When it comes to protecting iconic species, Nepal has set a remarkable example to the world by achieving five times Zero poaching of rhinos between 2011 and 2018, each Zero poaching year defined as 365 consecutive days without incident. Nepal’s dream of Zero poaching success has been realised by forging sustainable partnerships through a multi-agency approach that includes coordinated response from the highest levels of government to the grassroots of local communities, heightened protection measures in protected areas, buffer zones and community forests, and the use of innovative anti-poaching technologies.
The Himalayan nation’s zero poaching framework model has set an example for several Asian and African countries, including Bhutan, Kenya, Botswana, Tanzania, and Uganda. In February 2015, Nepal hosted Asia’s first Symposium on Zero poaching, where it showcased its model of rhino protection and where representatives of various conservation agencies, police, and prosecution services from across 13 Asian countries also shared their anti-poaching best practices, tools, and technologies. The framework for Zero poaching was endorsed at this symposium, including the Zero Poaching Toolkit that the conservation fraternity around the world has been using.
Deploying the Army to save the specie
Being one of the most prized and targeted species in the illegal wildlife trade, countries have struggled to keep rhinos safe from highly-motivated poachers. After years of losing rhinos to poachers, Nepal celebrated cautiously when it achieved its first Zero poaching year in 2011-12. Subsequently, the country successfully achieved Zero Poaching of Rhino four more times, a phenomenal record.

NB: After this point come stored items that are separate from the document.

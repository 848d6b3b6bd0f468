//! Unverified token inspection, for debugging and tooling only.

use crate::error::TokenError;
use base64::Engine;
use base64::engine::general_purpose::URL_SAFE_NO_PAD;
use chrono::{DateTime, Utc};
use jsonwebtoken::{Algorithm, decode_header};
use passport_core::Token;
use serde_json::Value;

/// Information about a token (for inspection).
#[derive(Debug, Clone)]
pub struct TokenInfo {
    /// Algorithm named in the header.
    pub algorithm: Algorithm,
    /// Raw subject claim, if present.
    pub subject: Option<String>,
    /// Expiry claim, if present.
    pub expires_at: Option<DateTime<Utc>>,
    /// The whole decoded payload.
    pub payload: Value,
}

impl TokenInfo {
    /// Whether the expiry claim lies in the past.
    pub fn is_expired(&self) -> bool {
        self.expires_at.is_some_and(|at| at <= Utc::now())
    }
}

/// Decode a token's header and payload without checking the signature.
///
/// Never use the result for authorization decisions.
pub fn inspect_token_unverified(token: &Token) -> Result<TokenInfo, TokenError> {
    let header = decode_header(token.as_str()).map_err(|_| TokenError::InvalidToken)?;

    let payload_segment = token
        .as_str()
        .split('.')
        .nth(1)
        .ok_or(TokenError::InvalidToken)?;
    let payload_bytes = URL_SAFE_NO_PAD
        .decode(payload_segment)
        .map_err(|_| TokenError::InvalidToken)?;
    let payload: Value =
        serde_json::from_slice(&payload_bytes).map_err(|_| TokenError::InvalidToken)?;

    let subject = payload.get("sub").and_then(Value::as_str).map(str::to_string);
    let expires_at = payload
        .get("exp")
        .and_then(Value::as_i64)
        .and_then(|exp| DateTime::from_timestamp(exp, 0));

    Ok(TokenInfo {
        algorithm: header.alg,
        subject,
        expires_at,
        payload,
    })
}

The Government of Nepal has shown exemplary commitment in putting together appropriate measures and constant monitoring security procedures. The two pillars of its conservation policy consisted of deploying the Nepal Army for protection of Protected Areas and implementing the concept of buffer zones, both of which laid the foundation for securing large expanses for free wildlife movement. More recently, the formation of Community Based Anti-Poaching Units have been successful in aiding law enforcement agencies in safeguarding rhinos and their habitats.
The control of illegal trade in wildlife is an important facet of the fight against wildlife crime. Multiple stakeholders, such as the Nepal Police and its Armed Police Force, have played a crucial role in controlling domestic and trans-boundary illegal trade of wildlife products. Loopholes are identified and plugged through an effective information sharing system between various law enforcement agencies, while the Wildlife Crime Control Bureau cells set up at trade hotspots to assess security measures and evaluate illegal linkages.
Despite successes in investigation and enforcement, poaching can often go undetected without a well-established wildlife monitoring program. To address this, the government has established a flagship program to create and maintain individual ID-based profiles of the estimated 645 rhinos in Nepal, which was once reduced to around 100. This will help monitor the rhinos in their habitats and will also provide rhino location information to the protection authorities. Coupled with real-time SMART patrolling, a GPS-enabled patrolling tool, the IDs will help authorities keep a track of every rhino in Nepal. This marriage of the zero-poaching framework and long-term ecological monitoring, in effect, has facilitated the achievement and maintenance of zero poaching of rhinos over the years.
Nepal awaits a fresh estimate of its rhino population, with the next count scheduled to be held in early 2019. Prior to the 1960’s, over 800 rhinos were estimated to be living in Nepal. Given the recent strides made in rhino conservation, the nation’s goal to bring back rhinoceros numbers to that historic number is within reach.